None of it helps. None of it.
This is the rich fondant icing on what feels like the
multi-layer failure cake of my life.
There s no part of my life in which
I have not failed.
I have failed everyone and
everything.
Especially myself.
If I died today I would think “What
a fucking tragedy. I literally achieved nothing and broke everything I
touched.” Everything.
Today I don’t need to go to the
supermarket to know that all is broken. I
am broken.
To know that the way I have lived my life has
led to nothing but failure. The sacrifices I have made were the wrong ones. Choices
intended to give the kids every chance, every opportunity and instead, the
children hide from life and even despise it. I despise myself.
We have nothing to show for any of
it.
And if he kills himself there will
be literally nothing left.
I used to think, at least I am a
good mum, dedicated, kind. I am a shite
mum. Selfish, immature, checked out, overweight, introverted, inactive dull. The
worst.
Whoever I am is not enough.
I often say to myself – “I can’t be
other than I am":
That can’t be true.
I am going to have to be. Who I am
is failing those that I love.
Who I am is failing me.
I did dream of an exciting life. Of
a cosmopolitan life. Of speaking languages, travelling and meeting people and
learning ideas and contributing something good to the world, something
important. I never felt like I was worth that life.
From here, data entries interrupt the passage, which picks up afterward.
//! Dispatcher generator.
//!
//! Every handler `XHandler` becomes an `XEvent` type holding its subscribers,
//! plus the operations its policy selects. All events of a model go into one
//! file sharing a single import block.

use std::fmt::Write as _;

use analysis::{EventModel, MethodModel, Model, SYNC_PATH};
use registry::ImportTier;
use types::{DeliveryMode, Policy, ShapeKind};

use crate::utils::{clean_generated_source, prefix_ident};
use crate::{CodeGenerator, CodegenError, Result};

/// First line of every generated file.
pub const HEADER: &str = "// Code generated by evon. DO NOT EDIT.";

/// Buffer size of a subscriber queue.
pub const QUEUE_CAPACITY: usize = 64;

/// Members a dispatcher type gets under `policy`, other than its dispatch methods.
fn generated_members(policy: &Policy) -> Vec<&'static str> {
    let mut members = vec!["Sub", "subs"];
    if policy.lock {
        members.push("mu");
    }
    if policy.pause {
        members.extend(["Pause", "Resume", "paused"]);
    }
    if policy.unsub {
        members.push("evonUnsub");
    }
    if policy.catch {
        members.extend(["OnPanic", "evonRecover"]);
    }
    members
}

/// Renders every event of a model into one Go source file.
#[derive(Debug, Clone)]
pub struct DispatcherGenerator {
    file_name: String,
}

impl DispatcherGenerator {
    /// Create a generator writing to `file_name`.
    pub fn new(file_name: impl Into<String>) -> Self { Self { file_name: file_name.into() } }

    /// Name of the generated file.
    pub fn file_name(&self) -> &str { &self.file_name }

    /// Render the whole file.
    pub fn render(&self, model: &Model) -> Result<String> {
        let sync = SyncTypes::new(model);
        let mut code = String::new();

        generate_header(&mut code, model)?;
        generate_sync_aliases(&mut code, model)?;
        for event in &model.events {
            logging::trace("codegen", &format!("rendering {} for {}", event.name, event.handler));
            generate_event(&mut code, event, &sync)?;
        }

        Ok(clean_generated_source(&code))
    }
}

impl CodeGenerator for DispatcherGenerator {
    fn generate(&self, model: &Model) -> Result<Vec<(String, String)>> {
        self.validate(model)?;
        Ok(vec![(self.file_name.clone(), self.render(model)?)])
    }

    /// Reject interface methods that would clash with a generated member.
    fn validate(&self, model: &Model) -> Result<()> {
        for event in &model.events {
            let members = generated_members(&event.policy);
            let clash = event.methods.iter().find(|m| members.contains(&m.name.as_str()));
            if let Some(method) = clash {
                return Err(CodegenError::Message(format!(
                    "{}: method \"{}\" of \"{}\" clashes with a member of the generated \"{}\"",
                    event.position, method.name, event.handler, event.name
                )));
            }
        }
        Ok(())
    }
}

/// Spelling of the sync types inside the generated file.
struct SyncTypes {
    mutex: String,
    wait_group: String,
}

impl SyncTypes {
    fn new(model: &Model) -> Self {
        if model.rename_sync_types {
            return Self { mutex: "evonMutex".into(), wait_group: "evonWaitGroup".into() };
        }
        let alias = sync_alias(model);
        Self { mutex: format!("{}.Mutex", alias), wait_group: format!("{}.WaitGroup", alias) }
    }
}

fn sync_alias(model: &Model) -> &str { model.imports.alias_of(SYNC_PATH).unwrap_or(SYNC_PATH) }

/// Identifiers used by the code of one event.
struct Names<'m> {
    event: &'m EventModel,
    sub: String,
    ev: &'m str,
    s: &'m str,
    wg: &'m str,
}

impl<'m> Names<'m> {
    fn new(event: &'m EventModel) -> Self {
        Self {
            event,
            sub: event.sub.clone(),
            ev: event.helper("ev"),
            s: event.helper("s"),
            wg: event.helper("wg"),
        }
    }

    fn policy(&self) -> &Policy { &self.event.policy }
}

fn generate_header(code: &mut String, model: &Model) -> Result<()> {
    writeln!(code, "{}\n\npackage {}", HEADER, model.package)?;

    let entries = model.imports.entries();
    if entries.is_empty() {
        return Ok(());
    }

    writeln!(code, "\nimport (")?;
    let mut previous: Option<ImportTier> = None;
    for entry in entries {
        let dependency = entry.tier == ImportTier::Dependency;
        if previous.is_some_and(|tier| (tier == ImportTier::Dependency) != dependency) {
            writeln!(code)?;
        }
        match entry.explicit_alias() {
            Some(alias) => writeln!(code, "\t{} \"{}\"", alias, entry.path)?,
            None => writeln!(code, "\t\"{}\"", entry.path)?,
        }
        previous = Some(entry.tier);
    }
    writeln!(code, ")")?;
    Ok(())
}

/// A parameter named like the sync package hides it inside dispatch methods,
/// so sync types are reached through package-level aliases instead.
fn generate_sync_aliases(code: &mut String, model: &Model) -> Result<()> {
    if !(model.need_sync && model.rename_sync_types) {
        return Ok(());
    }
    let alias = sync_alias(model);
    writeln!(
        code,
        "\ntype (\n\tevonMutex     = {}.Mutex\n\tevonWaitGroup = {}.WaitGroup\n)",
        alias, alias
    )?;
    Ok(())
}

fn generate_event(code: &mut String, event: &EventModel, sync: &SyncTypes) -> Result<()> {
    let names = Names::new(event);
    let policy = names.policy();

    generate_event_struct(code, &names, sync)?;
    generate_sub_struct(code, &names)?;
    generate_constructor(code, &names)?;
    generate_subscribe(code, &names)?;
    if policy.unsub {
        generate_unsubscribe(code, &names)?;
    }
    if policy.pause {
        generate_pause(code, &names)?;
    }
    if policy.catch {
        generate_recover(code, &names)?;
    }
    for method in &event.methods {
        generate_dispatch(code, &names, method, sync)?;
    }
    Ok(())
}

fn generate_event_struct(code: &mut String, names: &Names, sync: &SyncTypes) -> Result<()> {
    let event = names.event;
    let policy = names.policy();

    let mut fields: Vec<(&str, String)> = Vec::new();
    if policy.catch {
        fields.push(("OnPanic", "func(interface{})".to_string()));
    }
    if policy.lock {
        fields.push(("mu", sync.mutex.clone()));
    }
    if policy.pause {
        fields.push(("paused", "bool".to_string()));
    }
    fields.push(("subs", format!("[]*{}", names.sub)));

    writeln!(code, "\n// {} dispatches calls to subscribed {} values.", event.name, event.handler)?;
    if policy.catch {
        writeln!(code, "//\n// Handler panics are recovered and passed to OnPanic when it is set.")?;
    }
    writeln!(code, "type {} struct {{", event.name)?;
    write_fields(code, &fields)?;
    writeln!(code, "}}")?;
    Ok(())
}

fn generate_sub_struct(code: &mut String, names: &Names) -> Result<()> {
    let queued = names.policy().delivery == DeliveryMode::Queue;

    let mut fields = vec![("h", names.event.handler.clone())];
    if queued {
        fields.push(("q", "chan func()".to_string()));
    }

    writeln!(code, "\ntype {} struct {{", names.sub)?;
    write_fields(code, &fields)?;
    writeln!(code, "}}")?;

    if queued {
        writeln!(
            code,
            "\nfunc (s *{}) run() {{\n\tfor f := range s.q {{\n\t\tf()\n\t}}\n}}",
            names.sub
        )?;
    }
    Ok(())
}

fn write_fields(code: &mut String, fields: &[(&str, String)]) -> Result<()> {
    let width = fields.iter().map(|(name, _)| name.len()).max().unwrap_or(0);
    for (name, ty) in fields {
        writeln!(code, "\t{:<width$} {}", name, ty, width = width)?;
    }
    Ok(())
}

fn generate_constructor(code: &mut String, names: &Names) -> Result<()> {
    let event = &names.event.name;
    let constructor = prefix_ident("new", event);
    writeln!(
        code,
        "\n// {} returns a {} without subscribers.\nfunc {}() *{} {{\n\treturn &{}{{}}\n}}",
        constructor, event, constructor, event, event
    )?;
    Ok(())
}

fn write_lock(code: &mut String, receiver: &str, policy: &Policy) -> Result<()> {
    if policy.lock {
        writeln!(code, "\t{}.mu.Lock()\n\tdefer {}.mu.Unlock()", receiver, receiver)?;
    }
    Ok(())
}

fn generate_subscribe(code: &mut String, names: &Names) -> Result<()> {
    let event = names.event;
    let policy = names.policy();

    writeln!(code, "\n// Sub adds h to the subscribers.")?;
    if policy.unsub {
        writeln!(code, "// The returned function removes it again.")?;
        writeln!(code, "func (ev *{}) Sub(h {}) func() {{", event.name, event.handler)?;
    } else {
        writeln!(code, "func (ev *{}) Sub(h {}) {{", event.name, event.handler)?;
    }
    write_lock(code, "ev", policy)?;
    writeln!(code, "\ts := &{}{{h: h}}", names.sub)?;
    if policy.delivery == DeliveryMode::Queue {
        writeln!(code, "\ts.q = make(chan func(), {})\n\tgo s.run()", QUEUE_CAPACITY)?;
    }
    writeln!(code, "\tev.subs = append(ev.subs, s)")?;
    if policy.unsub {
        writeln!(code, "\treturn func() {{ ev.evonUnsub(s) }}")?;
    }
    writeln!(code, "}}")?;
    Ok(())
}

fn generate_unsubscribe(code: &mut String, names: &Names) -> Result<()> {
    let policy = names.policy();

    writeln!(code, "\nfunc (ev *{}) evonUnsub(s *{}) {{", names.event.name, names.sub)?;
    write_lock(code, "ev", policy)?;
    writeln!(code, "\tfor i, x := range ev.subs {{\n\t\tif x == s {{")?;
    // A fresh backing array keeps in-flight dispatch loops intact.
    writeln!(code, "\t\t\tev.subs = append(ev.subs[:i:i], ev.subs[i+1:]...)")?;
    if policy.delivery == DeliveryMode::Queue {
        writeln!(code, "\t\t\tclose(s.q)")?;
    }
    writeln!(code, "\t\t\treturn\n\t\t}}\n\t}}\n}}")?;
    Ok(())
}

fn generate_pause(code: &mut String, names: &Names) -> Result<()> {
    let event = &names.event.name;
    let policy = names.policy();

    writeln!(code, "\n// Pause drops dispatched calls until Resume is called.")?;
    writeln!(code, "func (ev *{}) Pause() {{", event)?;
    write_lock(code, "ev", policy)?;
    writeln!(code, "\tev.paused = true\n}}")?;

    writeln!(code, "\n// Resume undoes Pause.")?;
    writeln!(code, "func (ev *{}) Resume() {{", event)?;
    write_lock(code, "ev", policy)?;
    writeln!(code, "\tev.paused = false\n}}")?;
    Ok(())
}

fn generate_recover(code: &mut String, names: &Names) -> Result<()> {
    writeln!(
        code,
        "\nfunc (ev *{}) evonRecover() {{\n\tif r := recover(); r != nil && ev.OnPanic != nil {{\n\t\tev.OnPanic(r)\n\t}}\n}}",
        names.event.name
    )?;
    Ok(())
}

fn generate_dispatch(
    code: &mut String,
    names: &Names,
    method: &MethodModel,
    sync: &SyncTypes,
) -> Result<()> {
    let event = names.event;
    let policy = names.policy();
    let (ev, s, wg) = (names.ev, names.s, names.wg);

    let (name, call) = match event.kind {
        ShapeKind::Func => ("Emit", format!("{}.h({})", s, method.args)),
        ShapeKind::Interface => {
            (method.name.as_str(), format!("{}.h.{}({})", s, method.name, method.args))
        }
    };
    let returns =
        if method.returns.is_empty() { String::new() } else { format!(" ({})", method.returns) };

    writeln!(code, "\n// {} {}.", name, delivery_doc(event, policy))?;
    writeln!(code, "func ({} *{}) {}({}){} {{", ev, event.name, name, method.params, returns)?;
    write_lock(code, ev, policy)?;
    if policy.pause {
        writeln!(code, "\tif {}.paused {{\n\t\treturn\n\t}}", ev)?;
    }
    let wait = policy.needs_wait_group();
    if wait {
        writeln!(code, "\tvar {} {}", wg, sync.wait_group)?;
    }

    writeln!(code, "\tfor _, {} := range {}.subs {{", s, ev)?;
    match policy.delivery {
        DeliveryMode::Synchronous if policy.catch => {
            writeln!(code, "\t\tfunc() {{\n\t\t\tdefer {}.evonRecover()\n\t\t\t{}\n\t\t}}()", ev, call)?;
        }
        DeliveryMode::Synchronous => writeln!(code, "\t\t{}", call)?,
        DeliveryMode::Spawn if wait || policy.catch => {
            if wait {
                writeln!(code, "\t\t{}.Add(1)", wg)?;
            }
            writeln!(code, "\t\tgo func({} *{}) {{", s, names.sub)?;
            write_deferred(code, names, policy)?;
            writeln!(code, "\t\t\t{}\n\t\t}}({})", call, s)?;
        }
        DeliveryMode::Spawn => writeln!(code, "\t\tgo {}", call)?,
        DeliveryMode::Queue => {
            writeln!(code, "\t\t{} := {}", s, s)?;
            if wait {
                writeln!(code, "\t\t{}.Add(1)", wg)?;
            }
            writeln!(code, "\t\t{}.q <- func() {{", s)?;
            write_deferred(code, names, policy)?;
            writeln!(code, "\t\t\t{}\n\t\t}}", call)?;
        }
    }
    writeln!(code, "\t}}")?;

    if wait {
        writeln!(code, "\t{}.Wait()", wg)?;
    }
    // Results are blank-named, so a bare return is enough.
    if !method.returns.is_empty() {
        writeln!(code, "\treturn")?;
    }
    writeln!(code, "}}")?;
    Ok(())
}

/// Deferred calls at the top of an asynchronous delivery. `Done` is deferred
/// first so it runs after the panic is handled.
fn write_deferred(code: &mut String, names: &Names, policy: &Policy) -> Result<()> {
    if policy.needs_wait_group() {
        writeln!(code, "\t\t\tdefer {}.Done()", names.wg)?;
    }
    if policy.catch {
        writeln!(code, "\t\t\tdefer {}.evonRecover()", names.ev)?;
    }
    Ok(())
}

fn delivery_doc(event: &EventModel, policy: &Policy) -> String {
    let target = match event.kind {
        ShapeKind::Func => "calls every subscriber".to_string(),
        ShapeKind::Interface => "forwards the call to every subscriber".to_string(),
    };
    let how = match policy.delivery {
        DeliveryMode::Synchronous => "in subscription order",
        DeliveryMode::Spawn => "on a new goroutine per call",
        DeliveryMode::Queue => "through the subscriber's queue",
    };
    if policy.needs_wait_group() {
        format!("{} {} and waits until all calls return", target, how)
    } else {
        format!("{} {}", target, how)
    }
}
And now at 48 the sum of my parts
adds up to less than nothing,
I never cared for myself at the
fundament. Didn’t take care enough to build foundations and now I am crumbling.
I understand why my life would not
inspire a child to live. My life is full of weakness and compromise Bullies,
limits, insecurity. I have built a cage
for myself of work and obligation with no foundation, nothing to ground us to
the earth. I was stupid to think I was doing it for them. It has broken them.
He might die. He
might.
We might have to bury him and grieve his life and the waste,
… oh, the waste.
I am already grieving him.
So much wasted already. Days and
months of self-loathing and numbing and pain.
I was him at 15.
I don’t remember what saved me then. Maybe it was the idea
of him.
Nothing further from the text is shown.